I’ve always been anxious. When I was in nursing school I asked how to tell when an idiosyncrasy crossed the mental illness threshold. It seemed to boil down to whether or not a person could function in society. Can you hold a job? Can you make friends? What I’ve learned from personal experience is that mental health is on a sliding scale. Functional and dysfunctional are relative to the load of one’s burdens and triggers.
When I was growing up my triggers were a test, a performance, certain people, and oftentimes my mother. I was headstrong and competitive, so I quickly learned to compensate for or avoid my triggers. I studied constantly. I knew I would freeze up during a test so I would make sure to never miss a homework, participation, or extra credit point. I avoided my house, or stayed in my room and avoided my mom. I was socially awkward and seemed to be the doormat in my social circle. I couldn’t wait to get away from it all.
I went to college on the other side of the country and flourished in my new environment. I developed fresh friendships and embraced life. Sadly, my new confidence sparked my competitive nature and I transferred to a rigorous school back home. It was big and I relied on old high school friends as a social anchor. I would not accept that I shouldn’t try to overcome certain things and fell back into the hornet’s nest of my triggers.
Things didn’t go well for me. I studied constantly, slept very little, and I didn’t have a reliable friend. I clung to a relationship ridden with red flags and married that person when I was barely 23. I had no clue what I wanted to do with my life. My degree wasn’t employable and my husband was starting an elite doctoral program.
The abuse started a few weeks into the marriage. Initially, it was mental and verbal. We were in a new state and I was isolated. I couldn’t explain what was happening. When I tried to say something to my parents over the phone, they told me to try harder; “marriage is hard”.
I was seriously depressed and suicidal less than six months in - was it supposed to be this hard? Mom had always said I was “too sensitive”. My husband told me I was bipolar. He kept telling me that things I remembered happening had never actually happened. I had an aunt with schizophrenia. Was I schizophrenic too? I went to therapy a few times and started an antidepressant. The counselors insinuated that my husband was abusive, and I couldn’t fix that, so I stopped going.
After a year I became desperate. One last effort to reach out to my husband led to a physical threat. I said I would leave and he gave me six days to vacate. He made sure I left with no financial or human resources.
I had already planned to enter massage school where I would clean the place for a small income and have access to a shower, fridge, and field to camp in. I couldn’t handle anything else. I spent the next eight months homeless, scared, confused, and grasping for anything tangible that felt good. Alcohol, sex, alternative medicine and religion, and new friends with their own problems.
Are you familiar with Maslow’s Hierarchy? It’s a pyramid divided into five levels of wellness. The bottom represents the lowest level of functioning when you can only focus on your basic needs like food, water, and shelter. If you make it to the top you are capable of self-actualization and creativity. You can’t move up until you have met the needs of the lower levels. I was functioning at the bottom of the pyramid.
It took me a decade to actualize what happened during that time of my life. Many of the details were temporarily blacked out. The mind has a self-preservation mode that it will retreat to when things get too hard.

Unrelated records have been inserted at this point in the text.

//! Frame counters kept per RPC client and per RPC server.

use std::sync::atomic::{AtomicU64, Ordering};

use serde::Serialize;

use crate::protocol::{Frame, FRAME_HEADER_SIZE};

/// Point-in-time copy of [`RpcCounters`].
#[derive(Debug, Clone, Copy, Default, PartialEq, Eq, Serialize)]
pub struct RpcStats {
    /// Frames written.
    pub frames_sent: u64,
    /// Frames read.
    pub frames_received: u64,
    /// Wire bytes written, headers included.
    pub bytes_sent: u64,
    /// Wire bytes read, headers included.
    pub bytes_received: u64,
    /// Calls answered with an error frame (client) or handler errors (server).
    pub failures: u64,
    /// Calls that got no answer in time.
    pub timeouts: u64,
}

#[derive(Debug, Default)]
pub(crate) struct RpcCounters {
    frames_sent: AtomicU64,
    frames_received: AtomicU64,
    bytes_sent: AtomicU64,
    bytes_received: AtomicU64,
    failures: AtomicU64,
    timeouts: AtomicU64,
}

fn wire_len(frame: &Frame) -> u64 {
    (FRAME_HEADER_SIZE + frame.payload.len()) as u64
}

impl RpcCounters {
    pub(crate) fn sent(&self, frame: &Frame) {
        self.frames_sent.fetch_add(1, Ordering::Relaxed);
        self.bytes_sent.fetch_add(wire_len(frame), Ordering::Relaxed);
    }

    pub(crate) fn received(&self, frame: &Frame) {
        self.frames_received.fetch_add(1, Ordering::Relaxed);
        self.bytes_received.fetch_add(wire_len(frame), Ordering::Relaxed);
    }

    pub(crate) fn failure(&self) {
        self.failures.fetch_add(1, Ordering::Relaxed);
    }

    pub(crate) fn timeout(&self) {
        self.timeouts.fetch_add(1, Ordering::Relaxed);
    }

    pub(crate) fn stats(&self) -> RpcStats {
        RpcStats {
            frames_sent: self.frames_sent.load(Ordering::Relaxed),
            frames_received: self.frames_received.load(Ordering::Relaxed),
            bytes_sent: self.bytes_sent.load(Ordering::Relaxed),
            bytes_received: self.bytes_received.load(Ordering::Relaxed),
            failures: self.failures.load(Ordering::Relaxed),
            timeouts: self.timeouts.load(Ordering::Relaxed),
        }
    }
}

#[cfg(test)]
mod tests {
    use super::*;
    use crate::protocol::Opcode;

    #[test]
    fn test_bytes_include_header() {
        let counters = RpcCounters::default();
        counters.sent(&Frame::new(Opcode::SubmitRecovery, 1, vec![0; 100]));
        counters.received(&Frame::new(Opcode::SubmitRecovery, 1, vec![]));
        counters.timeout();

        let stats = counters.stats();
        assert_eq!(stats.frames_sent, 1);
        assert_eq!(stats.bytes_sent, 124);
        assert_eq!(stats.bytes_received, 24);
        assert_eq!(stats.timeouts, 1);
        assert_eq!(stats.failures, 0);
    }
}
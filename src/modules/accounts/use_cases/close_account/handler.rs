use std::marker::PhantomData;
use std::sync::Arc;

use tracing::info;

use crate::modules::accounts::core::errors::ApplicationError;
use crate::modules::accounts::core::ports::AccountStore;
use crate::shared::core::primitives::VersionToken;

pub struct CloseAccountHandler<V, TStore>
where
    V: VersionToken,
    TStore: AccountStore<V> + 'static,
{
    store: Arc<TStore>,
    _version: PhantomData<fn() -> V>,
}

impl<V, TStore> CloseAccountHandler<V, TStore>
where
    V: VersionToken,
    TStore: AccountStore<V> + 'static,
{
    pub fn new(store: Arc<TStore>) -> Self {
        Self {
            store,
            _version: PhantomData,
        }
    }

    /// Checks the account exists, then removes it. The store's own delete also reports a
    /// missing id, so an account removed between the two steps still yields `NotFound`.
    #[tracing::instrument(skip(self))]
    pub async fn handle(&self, account_id: &str) -> Result<(), ApplicationError> {
        self.store.get(account_id).await?;
        self.store.delete(account_id).await?;
        info!(account_id, "account closed");
        Ok(())
    }
}
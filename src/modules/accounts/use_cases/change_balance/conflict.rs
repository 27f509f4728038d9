use thiserror::Error;

use crate::modules::accounts::core::ports::RecordStoreError;

/// The stored version moved between our read and our write.
#[derive(Debug, Clone, Error, PartialEq, Eq)]
#[error("account {account_id} was modified concurrently: expected version {expected}, found {actual}")]
pub struct VersionConflict {
    pub account_id: String,
    pub expected: String,
    pub actual: String,
}

#[derive(Debug, PartialEq, Eq)]
pub enum Classification {
    Retryable(VersionConflict),
    Fatal(RecordStoreError),
}

/// Only a version mismatch is worth another attempt.
pub fn classify(error: RecordStoreError) -> Classification {
    match error {
        RecordStoreError::VersionMismatch {
            id,
            expected,
            actual,
        } => Classification::Retryable(VersionConflict {
            account_id: id,
            expected,
            actual,
        }),
        other => Classification::Fatal(other),
    }
}
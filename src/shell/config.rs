use std::net::SocketAddr;
use std::time::Duration;

use thiserror::Error;

use crate::modules::accounts::use_cases::change_balance::retry_policy::{
    Backoff, DEFAULT_BACKOFF, DEFAULT_MAX_ATTEMPTS, RetryPolicy,
};

pub const ADDR: &str = "BANK_ACCOUNTS_ADDR";
pub const MAX_ATTEMPTS: &str = "BANK_ACCOUNTS_MAX_ATTEMPTS";
pub const BACKOFF: &str = "BANK_ACCOUNTS_BACKOFF";
pub const BACKOFF_MS: &str = "BANK_ACCOUNTS_BACKOFF_MS";
pub const BACKOFF_MAX_MS: &str = "BANK_ACCOUNTS_BACKOFF_MAX_MS";

const DEFAULT_BACKOFF_MAX: Duration = Duration::from_millis(2_000);

#[derive(Debug, Error, PartialEq, Eq)]
pub enum ConfigError {
    #[error("{key} has an invalid value {value:?}: {reason}")]
    Invalid {
        key: &'static str,
        value: String,
        reason: String,
    },
}

#[derive(Debug, Clone, PartialEq, Eq)]
pub struct Config {
    pub addr: SocketAddr,
    pub retry: RetryPolicy,
}

impl Config {
    pub fn from_env() -> Result<Self, ConfigError> {
        Self::from_lookup(|key| std::env::var(key).ok())
    }

    pub fn from_lookup(lookup: impl Fn(&str) -> Option<String>) -> Result<Self, ConfigError> {
        let addr = parse(&lookup, ADDR)?.unwrap_or_else(|| SocketAddr::from(([0, 0, 0, 0], 8080)));

        let max_attempts: u32 = parse(&lookup, MAX_ATTEMPTS)?.unwrap_or(DEFAULT_MAX_ATTEMPTS);
        if max_attempts == 0 {
            return Err(invalid(MAX_ATTEMPTS, "0", "at least one attempt is required"));
        }

        let delay = parse::<u64>(&lookup, BACKOFF_MS)?
            .map(Duration::from_millis)
            .unwrap_or(DEFAULT_BACKOFF);

        let backoff = match lookup(BACKOFF).as_deref().map(str::trim) {
            None | Some("") | Some("fixed") => Backoff::Fixed(delay),
            Some("exponential") => Backoff::Exponential {
                base: delay,
                max: parse::<u64>(&lookup, BACKOFF_MAX_MS)?
                    .map(Duration::from_millis)
                    .unwrap_or(DEFAULT_BACKOFF_MAX),
                jitter: true,
            },
            Some(other) => {
                return Err(invalid(BACKOFF, other, "expected `fixed` or `exponential`"));
            }
        };

        Ok(Self {
            addr,
            retry: RetryPolicy::new(max_attempts, backoff),
        })
    }
}

fn parse<T>(
    lookup: &impl Fn(&str) -> Option<String>,
    key: &'static str,
) -> Result<Option<T>, ConfigError>
where
    T: std::str::FromStr,
    T::Err: std::fmt::Display,
{
    match lookup(key) {
        None => Ok(None),
        Some(raw) => raw
            .trim()
            .parse()
            .map(Some)
            .map_err(|e: T::Err| invalid(key, &raw, &e.to_string())),
    }
}

fn invalid(key: &'static str, value: &str, reason: &str) -> ConfigError {
    ConfigError::Invalid {
        key,
        value: value.to_string(),
        reason: reason.to_string(),
    }
}
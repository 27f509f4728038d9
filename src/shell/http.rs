use axum::{
    Router,
    routing::{get, post},
};
use tower_http::cors::CorsLayer;
use tower_http::trace::TraceLayer;

use crate::modules::accounts::use_cases::change_balance::inbound::http as change_balance_http;
use crate::modules::accounts::use_cases::close_account::inbound::http as close_http;
use crate::modules::accounts::use_cases::open_account::inbound::http as open_http;
use crate::modules::accounts::use_cases::query_accounts::inbound::http as query_http;
use crate::shell::graphql;
use crate::shell::state::AppState;

pub fn router(state: AppState) -> Router {
    Router::new()
        .route(
            "/accounts",
            post(open_http::handle).get(query_http::list_accounts),
        )
        .route(
            "/accounts/{id}",
            get(query_http::get_account).delete(close_http::handle),
        )
        .route("/accounts/{id}/deposit", post(change_balance_http::deposit))
        .route("/accounts/{id}/withdraw", post(change_balance_http::withdraw))
        .with_state(state)
}

/// REST and GraphQL routes behind request tracing and a permissive CORS policy.
pub fn app(state: AppState) -> Router {
    router(state.clone())
        .merge(graphql::router(state))
        .layer(TraceLayer::new_for_http())
        .layer(CorsLayer::permissive())
}
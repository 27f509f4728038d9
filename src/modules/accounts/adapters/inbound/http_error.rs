use axum::{Json, http::StatusCode, response::IntoResponse, response::Response};
use serde::Serialize;

use crate::modules::accounts::core::errors::ApplicationError;

#[derive(Serialize)]
pub struct ErrorBody {
    pub error: String,
}

pub fn status_for(error: &ApplicationError) -> StatusCode {
    match error {
        ApplicationError::Validation(_)
        | ApplicationError::InsufficientFunds { .. }
        | ApplicationError::ConcurrencyExhausted { .. } => StatusCode::BAD_REQUEST,
        ApplicationError::NotFound(_) => StatusCode::NOT_FOUND,
        ApplicationError::DeadlineExceeded { .. } => StatusCode::REQUEST_TIMEOUT,
        ApplicationError::Store(_) => StatusCode::INTERNAL_SERVER_ERROR,
    }
}

pub fn error_response(status: StatusCode, message: impl Into<String>) -> Response {
    (
        status,
        Json(ErrorBody {
            error: message.into(),
        }),
    )
        .into_response()
}

impl IntoResponse for ApplicationError {
    fn into_response(self) -> Response {
        error_response(status_for(&self), self.to_string())
    }
}
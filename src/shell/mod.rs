// Composition root for the accounts bounded context.
//
// Responsibilities
// - Read config from environment.
// - Instantiate concrete infrastructure implementations.
// - Wire implementations into use case handlers and expose them over HTTP and GraphQL.

pub mod config;
pub mod graphql;
pub mod http;
pub mod state;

I was fortunate because I had the ability to get jobs and make friends quickly while in my mental hibernation. I also had the guts and cowardice to completely pick up and move to a new place whenever things weren’t working out.
Flight was my reaction to fear. I abandoned so many friendships always assuming that they would not last. I mean, I was a mess. I learned that I couldn’t burden new friends with too much.
It was not easy to claw my way back up Maslow’s pyramid. I had to pick up and start over. I had to pick up and start over many times.
The healthier you are the easier things become. You can see things for what they are. You can make friends without having to try so hard. You can be comfortable in your own skin. You can actually take care of other people.
If illness leads to a downward spiral, then health leads to an accelerating upward spiral. I’m not entirely sure where the threshold between up and down is located, but I know it is blurry. You start going up, then something knocks you down a bit. Your resources solidify and you rebound a little faster the next time. Eventually the hits you take may only be a side-step.
I am in a far better place these days. I was able to complete a degree in nursing and secure a decent job, home, and build a family. I won’t say that I’ve accelerated to the point that I have a surplus of emotional strength, but when I look back at where I was, I can’t complain. I know that I received a lot of help from the people who crossed my path. I probably hurt many of those people. From time to time I try and make amends. I don’t always have the ability to be selfless, but more often than not I find that I can. It is the best feeling.